2024年10月8日,諾貝爾物理學獎獲獎名單揭曉。來自美國普林斯頓大學的約翰·霍普菲爾德和加拿大多倫多大學的杰弗里·欣頓憑借在機器學習方面的貢獻成為這一獎項的獲得者。何為機器學習?兩位科學家在這一領域做出了哪些貢獻?下面,我們一起來聊聊2024年諾貝爾物理學獎背后的故事。
機器學習,讓計算機“智商飆升”
和人類聊天、出書、辦畫展……如今的人工智能可以一次又一次給我們帶來驚喜,離不開它的核心技術—機器學習。機器學習和人類學習有些相似,簡單來說,就是讓計算機對大量的學習資料進行學習來得到模型。當有新的樣例時,計算機可以通過模型對新的樣例進行判斷,輸出結果,從而實現對真實世界中樣例的預測和判斷。例如,一個經過貓的圖片識別訓練的計算機,不僅能識別訓練數據中如貓的圖片,還能識別它從未見過的貓的圖片。
仿造大腦的人工神經網絡
當然,計算機想通過機器學習變聰明,首先得具備儲存和利用知識的能力。人類能夠學習思考并把學到的知識用到實際生活中,是因為人類有聰明的大腦。科學家通過研究發現,我們的大腦是由數十億個神經元組成的復雜網絡,這些神經元可通過一種被稱為“突觸”的連接相互通信。通過這些神經元的“默契”配合,我們擁有了學習、思考、回憶等能力。于是,科學家嘗試為計算機裝上一個大腦,讓計算機變得更聰明,這就是人工神經網絡。
充滿坎坷的人工神經網絡研究
在明確目標后,一些科學家立刻投入了相關的研究中,他們嘗試在計算機中構建被賦予不同初始值的節點來模擬大腦中的神經元,并以這些節點之間的關聯來模擬神經元之間的突觸,進而在計算機中構建出人工神經網絡,實現類似大腦的神經網絡功能。想法雖然很好,但直到20世紀60年代左右,科學家仍沒有得到想要的結果。不斷的失敗使得一些科學家開始懷疑人工神經網絡是否真的能夠應用在計算機上。面對這種情況,一些科學家選擇了繼續堅持,他們相信給計算機裝大腦并非天方夜譚。
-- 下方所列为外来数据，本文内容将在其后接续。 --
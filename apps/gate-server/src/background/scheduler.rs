//! Maintenance jobs on tokio-cron-scheduler.

use tokio_cron_scheduler::{Job, JobScheduler, JobSchedulerError};

use chatgate_infra::InMemoryWindowLimiters;

/// Every ten minutes, on the minute.
pub const PURGE_SCHEDULE: &str = "0 */10 * * * *";

/// Scheduler configuration.
#[derive(Debug, Clone)]
pub struct SchedulerConfig {
    /// Enable scheduler.
    pub enabled: bool,
    /// Cron expression for the limiter purge.
    pub purge_schedule: String,
}

impl Default for SchedulerConfig {
    fn default() -> Self {
        Self {
            enabled: true,
            purge_schedule: PURGE_SCHEDULE.to_string(),
        }
    }
}

impl SchedulerConfig {
    pub fn from_env() -> Self {
        Self {
            enabled: std::env::var("SCHEDULER_ENABLED")
                .map(|v| v != "false" && v != "0")
                .unwrap_or(true),
            purge_schedule: std::env::var("PURGE_SCHEDULE")
                .ok()
                .filter(|s| !s.trim().is_empty())
                .unwrap_or_else(|| PURGE_SCHEDULE.to_string()),
        }
    }
}

/// Cron job scheduler wrapper.
pub struct Scheduler {
    inner: JobScheduler,
    config: SchedulerConfig,
}

impl Scheduler {
    /// Create a new scheduler.
    pub async fn new(config: SchedulerConfig) -> Result<Self, JobSchedulerError> {
        let inner = JobScheduler::new().await?;
        Ok(Self { inner, config })
    }

    /// Add a cron job.
    pub async fn add_cron<F, Fut>(
        &self,
        schedule: &str,
        task: F,
    ) -> Result<uuid::Uuid, JobSchedulerError>
    where
        F: Fn() -> Fut + Send + Sync + Clone + 'static,
        Fut: std::future::Future<Output = ()> + Send + 'static,
    {
        let job = Job::new_async(schedule, move |_uuid, _lock| {
            let task = task.clone();
            Box::pin(async move {
                task().await;
            })
        })?;

        let id = self.inner.add(job).await?;
        tracing::info!(schedule = %schedule, job_id = %id, "Cron job registered");
        Ok(id)
    }

    /// Registers the periodic purge of closed limiter windows.
    pub async fn add_limiter_purge(
        &self,
        profiles: Vec<(&'static str, InMemoryWindowLimiters)>,
    ) -> Result<uuid::Uuid, JobSchedulerError> {
        let schedule = self.config.purge_schedule.clone();

        self.add_cron(&schedule, move || {
            let profiles = profiles.clone();
            async move {
                for (profile, limiters) in &profiles {
                    let purged = limiters.purge_expired();
                    if purged > 0 {
                        tracing::debug!(profile = %profile, purged = purged, "Purged expired limiter windows");
                    }
                }
            }
        })
        .await
    }

    /// Start the scheduler.
    pub async fn start(&self) -> Result<(), JobSchedulerError> {
        if !self.config.enabled {
            tracing::info!("Scheduler disabled");
            return Ok(());
        }

        self.inner.start().await?;
        tracing::info!("Scheduler started");
        Ok(())
    }

    /// Stop the scheduler.
    pub async fn shutdown(&mut self) -> Result<(), JobSchedulerError> {
        self.inner.shutdown().await?;
        tracing::info!("Scheduler stopped");
        Ok(())
    }
}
2024年的諾貝爾物理學獎獲得者約翰·霍普菲爾德和杰弗里·欣頓就是其中的兩位。
兩位科學家的貢獻
約翰·霍普菲爾德的貢獻是創造了可以存儲和重構信息的霍普菲爾德神經網絡。說到這個神經網絡,就不得不提一下聯想記憶法。所謂聯想記憶法,簡單來說就是通過將記憶內容與相關事物建立聯系,實現輔助記憶的方法。比如我們在回憶某個比較生僻的英語單詞時,可以先想想跟它表述的意思比較接近的單詞,通過這些單詞記起正確的單詞的寫法。約翰·霍普菲爾德神經網絡也具有類似的本領,當人們給這個網絡輸入不完整或略有失真的模式時,它可以在已存儲的模式中找到最相似的模式。本次諾貝爾物理學獎的另一位獲得者—杰弗里·欣頓,在霍普菲爾德神經網絡基礎上發明了“玻爾茲曼機” 網絡模型。這個網絡模型的名字源于19世紀物理學家路德維希·玻爾茲曼的方程,該模型通過統計物理學中的玻爾茲曼分布來識別數據中的特征。在這個網絡模型的作用下,計算機不僅能識別已知模式,還能生成新的、相似的模式,能力再次得到大幅提升。
人工智能未來可期
從約翰·霍普菲爾德提出霍普菲爾德網絡到如今,已經過去了40多年。這40多年,在以約翰·霍普菲爾德、杰弗里·欣頓為代表的一眾科學家的不懈努力下,人工智能取得了飛速發展,給我們帶來了一個又一個驚喜。還記得前段時間爆火的sora嗎?這個僅憑人們的幾句簡單描述就能生成一段長達60秒,且細節豐富的高清視頻的人工智能模型,就是人工智能交出的精彩答卷之一。相信,在科學家共同的努力下,未來的人工智能將繼續“進化”,創造更多新的精彩,讓我們拭目以待吧!